Problem to work on —
Filter the data below for the string "nothing" and copy each matching line.

(Saved entries)

■ ■ ■ ■

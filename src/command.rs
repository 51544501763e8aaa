// Command table and line parsing. A line is split on whitespace into a
// command name and its arguments; the table below lists what the shell
// understands and is also what completion and `help` read from.

use std::path::{Path, PathBuf};
use thiserror::Error;

/// What a command accepts after its name, for completion purposes.
#[derive(Debug, Clone, Copy, PartialEq, Eq)]
pub enum ArgHint {
    None,
    Flags(&'static [&'static str]),
    Directories,
    Files,
}

#[derive(Debug)]
pub struct CommandSpec {
    pub name: &'static str,
    pub usage: &'static str,
    pub summary: &'static str,
    pub hint: ArgHint,
}

pub const COMMANDS: &[CommandSpec] = &[
    CommandSpec {
        name: "ls",
        usage: "ls [-l]",
        summary: "List the current directory",
        hint: ArgHint::Flags(&["-l"]),
    },
    CommandSpec {
        name: "cd",
        usage: "cd <dir>",
        summary: "Change the current directory",
        hint: ArgHint::Directories,
    },
    CommandSpec {
        name: "pwd",
        usage: "pwd",
        summary: "Show the current directory",
        hint: ArgHint::None,
    },
    CommandSpec {
        name: "rmdir",
        usage: "rmdir <dir>",
        summary: "Remove a directory",
        hint: ArgHint::Directories,
    },
    CommandSpec {
        name: "mkdir",
        usage: "mkdir <dir>",
        summary: "Create a directory",
        hint: ArgHint::None,
    },
    CommandSpec {
        name: "put",
        usage: "put <local-file> [name]",
        summary: "Upload a local file",
        hint: ArgHint::None,
    },
    CommandSpec {
        name: "get",
        usage: "get <name> [local-file]",
        summary: "Download a file",
        hint: ArgHint::Files,
    },
    CommandSpec {
        name: "rm",
        usage: "rm <name>",
        summary: "Remove a file",
        hint: ArgHint::Files,
    },
    CommandSpec {
        name: "stat",
        usage: "stat <name>",
        summary: "Show file metadata",
        hint: ArgHint::Files,
    },
    CommandSpec {
        name: "help",
        usage: "help",
        summary: "Show this help",
        hint: ArgHint::None,
    },
    CommandSpec {
        name: "exit",
        usage: "exit",
        summary: "Leave the shell",
        hint: ArgHint::None,
    },
];

/// Look a command up by name.
pub fn find(name: &str) -> Option<&'static CommandSpec> {
    COMMANDS.iter().find(|spec| spec.name == name)
}

/// A parsed command line.
#[derive(Debug, Clone, PartialEq, Eq)]
pub enum Command {
    List { long: bool },
    ChangeDirectory(String),
    PrintWorkingDirectory,
    RemoveDirectory(String),
    MakeDirectory(String),
    Upload { local: PathBuf, name: String },
    Download { name: String, local: PathBuf },
    RemoveFile(String),
    Stat(String),
    Help,
    Exit,
}

#[derive(Debug, Error, PartialEq, Eq)]
pub enum ParseError {
    #[error("Unknown command: {0}")]
    Unknown(String),

    #[error("{command}: missing {argument} argument (usage: {usage})")]
    MissingArgument {
        command: &'static str,
        argument: &'static str,
        usage: &'static str,
    },
}

/// Parse one input line. Blank lines give `Ok(None)`.
pub fn parse(line: &str) -> Result<Option<Command>, ParseError> {
    let mut words = line.split_whitespace();
    let Some(name) = words.next() else {
        return Ok(None);
    };
    let args: Vec<&str> = words.collect();

    let command = match name {
        "ls" => Command::List {
            long: args.iter().any(|a| *a == "-l"),
        },
        "cd" => Command::ChangeDirectory(required(&args, 0, "cd", "directory")?),
        "pwd" => Command::PrintWorkingDirectory,
        "rmdir" => Command::RemoveDirectory(required(&args, 0, "rmdir", "directory")?),
        "mkdir" => Command::MakeDirectory(required(&args, 0, "mkdir", "directory")?),
        "put" => {
            let local = PathBuf::from(required(&args, 0, "put", "local file")?);
            let name = match args.get(1) {
                Some(name) => name.to_string(),
                None => file_name(&local).ok_or(ParseError::MissingArgument {
                    command: "put",
                    argument: "name",
                    usage: usage_of("put"),
                })?,
            };
            Command::Upload { local, name }
        }
        "get" => {
            let name = required(&args, 0, "get", "file name")?;
            let local = args
                .get(1)
                .map(PathBuf::from)
                .unwrap_or_else(|| PathBuf::from(&name));
            Command::Download { name, local }
        }
        "rm" => Command::RemoveFile(required(&args, 0, "rm", "file name")?),
        "stat" => Command::Stat(required(&args, 0, "stat", "file name")?),
        "help" => Command::Help,
        "exit" => Command::Exit,
        other => return Err(ParseError::Unknown(other.to_string())),
    };
    Ok(Some(command))
}

fn required(
    args: &[&str],
    index: usize,
    command: &'static str,
    argument: &'static str,
) -> Result<String, ParseError> {
    args.get(index)
        .map(|a| a.to_string())
        .ok_or(ParseError::MissingArgument {
            command,
            argument,
            usage: usage_of(command),
        })
}

fn usage_of(name: &str) -> &'static str {
    find(name).map(|spec| spec.usage).unwrap_or("")
}

fn file_name(path: &Path) -> Option<String> {
    path.file_name()
        .and_then(|s| s.to_str())
        .map(str::to_string)
}
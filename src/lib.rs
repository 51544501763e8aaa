// Library root
// -----------
// This crate exposes the pieces of the `hss` shell as a library. The binary
// (`main.rs`) parses flags, sets up logging and starts either the
// interactive shell or the smoke test.
//
// Module responsibilities:
// - `api`: HTTP calls against the file store and their typed errors.
// - `session`: current directory, path joining and the entries cache.
// - `command`: command table and line parsing.
// - `commands`: one handler per command.
// - `completion`: tab completion for the prompt.
// - `ui`: the read-eval-print loop and its input sources.
// - `smoke`: end-to-end check of a running server.
pub mod api;
pub mod command;
pub mod commands;
pub mod completion;
pub mod session;
pub mod smoke;
pub mod ui;
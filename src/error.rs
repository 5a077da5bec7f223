//! Errors raised while splitting and decoding performance data.

use std::num::ParseFloatError;

use thiserror::Error;


/// The broad category of a parse failure, independent of the input that caused it.
#[derive(Debug, Clone, Copy, PartialEq, Eq, Hash)]
pub enum ErrorKind {
    SplitFailure,
    MalformedEntry,
    InvalidLabel,
    NoValue,
    InvalidFormat,
    MissingNumber,
    NumberFormat,
}


/// Why a numeric field could not be read as a float.
#[derive(Debug, Clone, PartialEq, Error)]
pub enum FloatError {
    #[error(transparent)]
    Syntax(#[from] ParseFloatError),
    /// The literal is well formed but too large for an `f64`.
    #[error("value out of range")]
    OutOfRange,
}


/// Failure to decode a single `label=value[UOM];warn;crit;min;max` entry.
#[derive(Debug, Clone, PartialEq, Error)]
pub enum EntryError {
    /// The entry split into more than five `;`-delimited fields.
    #[error("invalid perfdata string")]
    MalformedEntry,
    #[error("invalid label")]
    InvalidLabel,
    #[error("no value found")]
    NoValue,
    /// The label was not immediately followed by `=`.
    #[error("invalid format")]
    InvalidFormat,
    #[error("missing number")]
    MissingNumber,
    /// `text` is the literal after `,` has been normalized to `.`.
    #[error("invalid float literal {text:?}: {source}")]
    NumberFormat {
        text: String,
        #[source]
        source: FloatError,
    },
}

impl EntryError {
    pub fn kind(&self) -> ErrorKind {
        match self {
            EntryError::MalformedEntry => ErrorKind::MalformedEntry,
            EntryError::InvalidLabel => ErrorKind::InvalidLabel,
            EntryError::NoValue => ErrorKind::NoValue,
            EntryError::InvalidFormat => ErrorKind::InvalidFormat,
            EntryError::MissingNumber => ErrorKind::MissingNumber,
            EntryError::NumberFormat { .. } => ErrorKind::NumberFormat,
        }
    }
}


/// Failure to parse a whole performance data string.
///
/// Parsing is all-or-nothing: the first bad entry aborts the call and no
/// partially decoded metrics are returned.
#[derive(Debug, Clone, PartialEq, Error)]
pub enum Error {
    /// The input held no entries at all (empty or whitespace only).
    #[error("could not split perfdata: {0}")]
    Split(String),
    /// The entry at `index` (zero based, in input order) failed to decode.
    #[error("could not parse perfdata: {source}")]
    Entry {
        index: usize,
        entry: String,
        #[source]
        source: EntryError,
    },
}

impl Error {
    pub fn kind(&self) -> ErrorKind {
        match self {
            Error::Split(_) => ErrorKind::SplitFailure,
            Error::Entry { source, .. } => source.kind(),
        }
    }
}


#[cfg(test)]
mod tests {
    use super::*;

    #[test]
    fn test_entry_error_is_wrapped_with_context() {
        let err = Error::Entry {
            index: 2,
            entry: String::from("users2%"),
            source: EntryError::NoValue,
        };
        assert_eq!(err.to_string(), "could not parse perfdata: no value found");
        assert_eq!(err.kind(), ErrorKind::NoValue);
    }

    #[test]
    fn test_split_error_names_input() {
        let err = Error::Split(String::from(" "));
        assert_eq!(err.to_string(), "could not split perfdata:  ");
        assert_eq!(err.kind(), ErrorKind::SplitFailure);
    }

    #[test]
    fn test_number_format_message() {
        let source = "2.4.4".parse::<f64>().unwrap_err();
        let err = EntryError::NumberFormat { text: String::from("2.4.4"), source: source.into() };
        assert!(err.to_string().starts_with("invalid float literal \"2.4.4\": "));
        assert_eq!(err.kind(), ErrorKind::NumberFormat);
    }

    #[test]
    fn test_out_of_range_message() {
        let err = EntryError::NumberFormat { text: String::from("1e400"), source: FloatError::OutOfRange };
        assert_eq!(err.to_string(), "invalid float literal \"1e400\": value out of range");
        assert_eq!(err.kind(), ErrorKind::NumberFormat);
    }
}
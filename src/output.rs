//! Functions for implementing different strategies for writing parsed metrics
//! to the output stream.

use std::borrow::Cow;
use std::fmt;
use std::io::{self, Write};
use std::str::FromStr;

use log::trace;

use crate::parse::Metric;


/// How metrics are rendered on the output stream.
#[derive(Debug, Clone, Copy, PartialEq, Eq)]
pub enum Format {
    Debug,
    Tsv,
    Perfdata,
}

impl Format {
    pub const NAMES: [&'static str; 3] = ["debug", "tsv", "perfdata"];

    /// Write the metrics parsed from input line `line` using this format.
    pub fn write<W: Write>(self, out: &mut W, line: usize, metrics: &[Metric]) -> io::Result<()> {
        trace!("Writing {} metric(s) from line {} as {}.", metrics.len(), line, self);
        match self {
            Format::Debug => debug(out, line, metrics),
            Format::Tsv => tsv(out, line, metrics),
            Format::Perfdata => perfdata(out, metrics),
        }
    }
}

impl FromStr for Format {
    type Err = String;

    fn from_str(name: &str) -> Result<Self, Self::Err> {
        match name {
            "debug" => Ok(Format::Debug),
            "tsv" => Ok(Format::Tsv),
            "perfdata" => Ok(Format::Perfdata),
            _ => Err(format!("unknown output format `{}`", name)),
        }
    }
}

impl fmt::Display for Format {
    fn fmt(&self, f: &mut fmt::Formatter) -> fmt::Result {
        let name = match self {
            Format::Debug => Format::NAMES[0],
            Format::Tsv => Format::NAMES[1],
            Format::Perfdata => Format::NAMES[2],
        };
        f.write_str(name)
    }
}


/// One `{:?}` rendering per metric, prefixed with the line number.
pub fn debug<W: Write>(out: &mut W, line: usize, metrics: &[Metric]) -> io::Result<()> {
    for metric in metrics {
        writeln!(out, "{}: {:?}", line, metric)?;
    }
    Ok(())
}

/// Escape the characters that would break a TSV row: backslash, tab, CR and LF.
fn escape_cell(text: &str) -> Cow<str> {
    if !text.contains(|c: char| matches!(c, '\\' | '\t' | '\r' | '\n')) {
        return Cow::Borrowed(text);
    }
    let mut escaped = String::with_capacity(text.len() + 2);
    for c in text.chars() {
        match c {
            '\\' => escaped.push_str("\\\\"),
            '\t' => escaped.push_str("\\t"),
            '\r' => escaped.push_str("\\r"),
            '\n' => escaped.push_str("\\n"),
            c => escaped.push(c),
        }
    }
    Cow::Owned(escaped)
}

/// One tab-separated row per metric:
/// `line  label  value  unit  warning  critical  min  max`.
/// Absent thresholds are left as empty cells. Tabs and line breaks inside a
/// label or unit are written as `\t`, `\r` and `\n`, backslashes as `\\`.
pub fn tsv<W: Write>(out: &mut W, line: usize, metrics: &[Metric]) -> io::Result<()> {
    let cell = |threshold: Option<f64>| threshold.map(|t| t.to_string()).unwrap_or_default();
    for metric in metrics {
        writeln!(
            out,
            "{}\t{}\t{}\t{}\t{}\t{}\t{}\t{}",
            line,
            escape_cell(&metric.label),
            metric.value,
            escape_cell(&metric.unit),
            cell(metric.warning),
            cell(metric.critical),
            cell(metric.min),
            cell(metric.max),
        )?;
    }
    Ok(())
}

/// All metrics of a line re-rendered as a single canonical perfdata string.
pub fn perfdata<W: Write>(out: &mut W, metrics: &[Metric]) -> io::Result<()> {
    let rendered: Vec<String> = metrics.iter().map(Metric::to_string).collect();
    writeln!(out, "{}", rendered.join(" "))
}
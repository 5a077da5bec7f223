use std::io;
use std::process;

use log::error;
use simplelog::WriteLogger;

use nagios_perfdata::config::Config;
use nagios_perfdata::pipeline;


#[global_allocator]
static ALLOC: jemallocator::Jemalloc = jemallocator::Jemalloc;


fn main() {
    let config = Config::new();
    WriteLogger::init(config.log_level, simplelog::Config::default(), io::stderr())
        .expect("Failed to initialize logging.");
    rayon::ThreadPoolBuilder::new()
        .num_threads(config.threads)
        .build_global()
        .expect("Failed to initialize parser threads.");

    let stdout = io::stdout();
    let mut out = io::BufWriter::new(stdout.lock());
    let result = pipeline::open_input(&config)
        .and_then(|input| pipeline::run(&config, input, &mut out));

    match result {
        Ok(summary) if summary.failures > 0 => process::exit(1),
        Ok(_) => {},
        Err(e) => {
            error!("{}", e);
            process::exit(2);
        },
    }
}
// SPDX-License-Identifier: GPL-3.0-only

use serde::Serialize;
use storage_types::FstabEditOutcome;

/// JSON document printed on stdout for the calling tool
#[derive(Debug, Clone, PartialEq, Eq, Serialize)]
pub(crate) struct ModuleReport {
    pub changed: bool,
    pub message: String,
    #[serde(skip_serializing_if = "std::ops::Not::not")]
    pub failed: bool,
    #[serde(skip_serializing_if = "Option::is_none")]
    pub msg: Option<String>,
}

impl ModuleReport {
    pub fn success(outcome: FstabEditOutcome) -> Self {
        Self {
            changed: outcome.changed,
            message: outcome.message,
            failed: false,
            msg: None,
        }
    }

    pub fn failure(error: &anyhow::Error) -> Self {
        let message = format!("{error:#}").trim_end().to_string();
        Self {
            changed: false,
            msg: Some(message.clone()),
            message,
            failed: true,
        }
    }
}
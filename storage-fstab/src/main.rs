// SPDX-License-Identifier: GPL-3.0-only

//! fstab-options - edit the mount options of one fstab record
//!
//! Usable directly from a shell or as an out-of-process automation module
//! that receives a JSON parameters file and answers with a JSON result.

use std::process::ExitCode;

use std::ffi::OsString;

use anyhow::Result;
use clap::Parser;
use clap::error::ErrorKind;
use storage_types::FstabEditOutcome;

mod config;
mod logging;
mod report;

use config::Cli;
use report::ModuleReport;

fn parse_cli<I, T>(args: I) -> Result<Cli, clap::Error>
where
    I: IntoIterator<Item = T>,
    T: Into<OsString> + Clone,
{
    Cli::try_parse_from(args)
}

fn run(cli: &Cli) -> Result<FstabEditOutcome> {
    let request = cli.load_request()?;
    tracing::debug!(?request, "loaded request");
    Ok(storage_sys::edit_fstab(&request)?)
}

fn main() -> ExitCode {
    let report = match parse_cli(std::env::args_os()) {
        Ok(cli) => {
            logging::init(cli.log_level);
            match run(&cli) {
                Ok(outcome) => ModuleReport::success(outcome),
                Err(e) => {
                    tracing::error!("fstab edit failed: {e:#}");
                    ModuleReport::failure(&e)
                }
            }
        }
        Err(e) if matches!(e.kind(), ErrorKind::DisplayHelp | ErrorKind::DisplayVersion) => {
            e.exit()
        }
        Err(e) => ModuleReport::failure(&anyhow::Error::new(e)),
    };

    match serde_json::to_string(&report) {
        Ok(json) => println!("{json}"),
        Err(e) => {
            eprintln!("fstab-options: failed to serialize result: {e}");
            return ExitCode::FAILURE;
        }
    }

    if report.failed {
        ExitCode::FAILURE
    } else {
        ExitCode::SUCCESS
    }
}
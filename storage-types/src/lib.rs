// SPDX-License-Identifier: GPL-3.0-only

//! Canonical domain models for fstab option editing
//!
//! These models are shared by the stack:
//!
//! - **storage-sys**: parses directives into [`OptionChange`] values and
//!   returns [`FstabEditOutcome`] from its public API
//! - **storage-fstab**: deserializes [`FstabEditRequest`] from the command
//!   line or a JSON parameters document and prints the outcome as JSON

pub mod fstab;

pub use fstab::{
    DEFAULT_FSTAB_PATH, FstabEditOutcome, FstabEditRequest, OptionAction, OptionChange,
};
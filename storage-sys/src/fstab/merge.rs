// SPDX-License-Identifier: GPL-3.0-only

use storage_types::{OptionAction, OptionChange};

use super::directive::parse_directive;
use super::options::OptionSet;
use crate::error::ParseError;

impl OptionSet {
    /// Apply changes strictly in order; later changes to a key win.
    pub fn apply(&mut self, changes: &[OptionChange]) {
        for change in changes {
            match change.action {
                OptionAction::Add => self.set(change.key.clone(), change.value.clone()),
                OptionAction::Remove => {
                    self.remove(&change.key);
                }
            }
        }
    }
}

/// Merge a directive into an existing option field and re-encode it.
///
/// Fails without partial output if either side does not parse.
pub fn merge_options(existing: &str, directive: &str) -> Result<String, ParseError> {
    let mut set: OptionSet = existing.parse()?;
    let changes = parse_directive(directive)?;
    tracing::debug!(
        changes = changes.len(),
        "merging directive into option field {existing}"
    );
    set.apply(&changes);
    Ok(set.to_string())
}

#[cfg(test)]
mod tests {
    use super::*;

    fn merge(existing: &str, directive: &str) -> String {
        merge_options(existing, directive).expect("merge should succeed")
    }

    #[test]
    fn empty_directive_is_a_no_op() {
        assert_eq!(merge("rw,uid=1000,noexec", ""), "rw,uid=1000,noexec");
    }

    #[test]
    fn update_keeps_position() {
        assert_eq!(merge("a=1,b=2", "+a=9"), "a=9,b=2");
    }

    #[test]
    fn new_keys_append_in_directive_order() {
        assert_eq!(merge("a=1", "+c=3"), "a=1,c=3");
        assert_eq!(merge("a=1", "+z y +x"), "a=1,z,y,x");
    }

    #[test]
    fn flags_and_values_mix() {
        assert_eq!(
            merge("nodev,noauto", "-noauto +nosuid +truc=bidule"),
            "nodev,nosuid,truc=bidule"
        );
    }

    #[test]
    fn flag_can_gain_and_lose_a_value_in_place() {
        assert_eq!(merge("a,b", "+a=1"), "a=1,b");
        assert_eq!(merge("a=1,b", "a"), "a,b");
    }

    #[test]
    fn removing_absent_key_is_a_no_op() {
        assert_eq!(merge("defaults", "-noauto"), "defaults");
    }

    #[test]
    fn removal_is_idempotent() {
        let once = merge("a,k=1,b", "-k");
        assert_eq!(merge(&once, "-k"), once);
        assert_eq!(once, "a,b");
    }

    #[test]
    fn later_changes_override_earlier_ones() {
        assert_eq!(merge("a", "+k=1 +k=2"), "a,k=2");
        assert_eq!(merge("a", "+k -k"), "a");
        assert_eq!(merge("a", "-a +a"), "a");
    }

    #[test]
    fn removed_then_readded_key_moves_to_end() {
        assert_eq!(merge("a,b,c", "-a +a"), "b,c,a");
    }

    #[test]
    fn removing_every_option_yields_empty_field() {
        assert_eq!(merge("a,b", "-a -b"), "");
    }

    #[test]
    fn malformed_existing_field_fails() {
        assert_eq!(
            merge_options("a=b=c", "+x"),
            Err(ParseError::OptionNotUnderstood {
                option: "a=b=c".to_string()
            })
        );
    }

    #[test]
    fn malformed_directive_fails() {
        assert!(matches!(
            merge_options("a", "+x=1=2"),
            Err(ParseError::ChangeNotUnderstood { .. })
        ));
    }
}
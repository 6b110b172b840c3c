// SPDX-License-Identifier: GPL-3.0-only

//! Directive parser
//!
//! A directive is a whitespace separated list of `[+|-]key[=value]` tokens.
//! Token order is kept: it decides which change wins when several touch
//! the same key.

use storage_types::{OptionAction, OptionChange};

use super::options::split_key_value;
use crate::error::ParseError;

/// Parse a directive into changes, in the order they were written.
pub fn parse_directive(text: &str) -> Result<Vec<OptionChange>, ParseError> {
    text.split_whitespace().map(parse_token).collect()
}

fn parse_token(token: &str) -> Result<OptionChange, ParseError> {
    let (action, body) = if let Some(rest) = token.strip_prefix('+') {
        (OptionAction::Add, rest)
    } else if let Some(rest) = token.strip_prefix('-') {
        (OptionAction::Remove, rest)
    } else {
        (OptionAction::Add, token)
    };

    let (key, value) = split_key_value(body).ok_or_else(|| ParseError::ChangeNotUnderstood {
        change: token.to_string(),
    })?;

    Ok(OptionChange {
        action,
        key: key.to_string(),
        value: value.map(ToOwned::to_owned),
    })
}
// SPDX-License-Identifier: GPL-3.0-only

use std::fmt;
use std::path::PathBuf;

use thiserror::Error;

/// Which way a file was being opened when it failed
#[derive(Debug, Clone, Copy, PartialEq, Eq)]
pub enum Access {
    Read,
    Write,
}

impl fmt::Display for Access {
    fn fmt(&self, f: &mut fmt::Formatter<'_>) -> fmt::Result {
        match self {
            Self::Read => f.write_str("read"),
            Self::Write => f.write_str("write"),
        }
    }
}

/// Malformed option field or directive text
#[derive(Error, Debug, Clone, PartialEq, Eq)]
pub enum ParseError {
    #[error("option not understood, nothing done: {option}")]
    OptionNotUnderstood { option: String },

    #[error("change not understood, nothing done: {change}")]
    ChangeNotUnderstood { change: String },
}

/// Error types for fstab operations
#[derive(Error, Debug)]
pub enum SysError {
    #[error("{} when opening for {access} {}", source.kind(), path.display())]
    Io {
        access: Access,
        path: PathBuf,
        source: std::io::Error,
    },

    #[error(transparent)]
    Parse(#[from] ParseError),

    #[error("parse error in fstab line {line_number}: {content}")]
    Structural { line_number: usize, content: String },
}

impl SysError {
    pub(crate) fn io(access: Access, path: impl Into<PathBuf>, source: std::io::Error) -> Self {
        Self::Io {
            access,
            path: path.into(),
            source,
        }
    }
}

/// Result type alias for fstab operations
pub type Result<T> = std::result::Result<T, SysError>;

■ ■ ■ ■

Answer section —
/// Parsing is all-or-nothing: the first bad entry aborts the call and no
    #[error("option not understood, nothing done: {option}")]
    #[error("change not understood, nothing done: {change}")]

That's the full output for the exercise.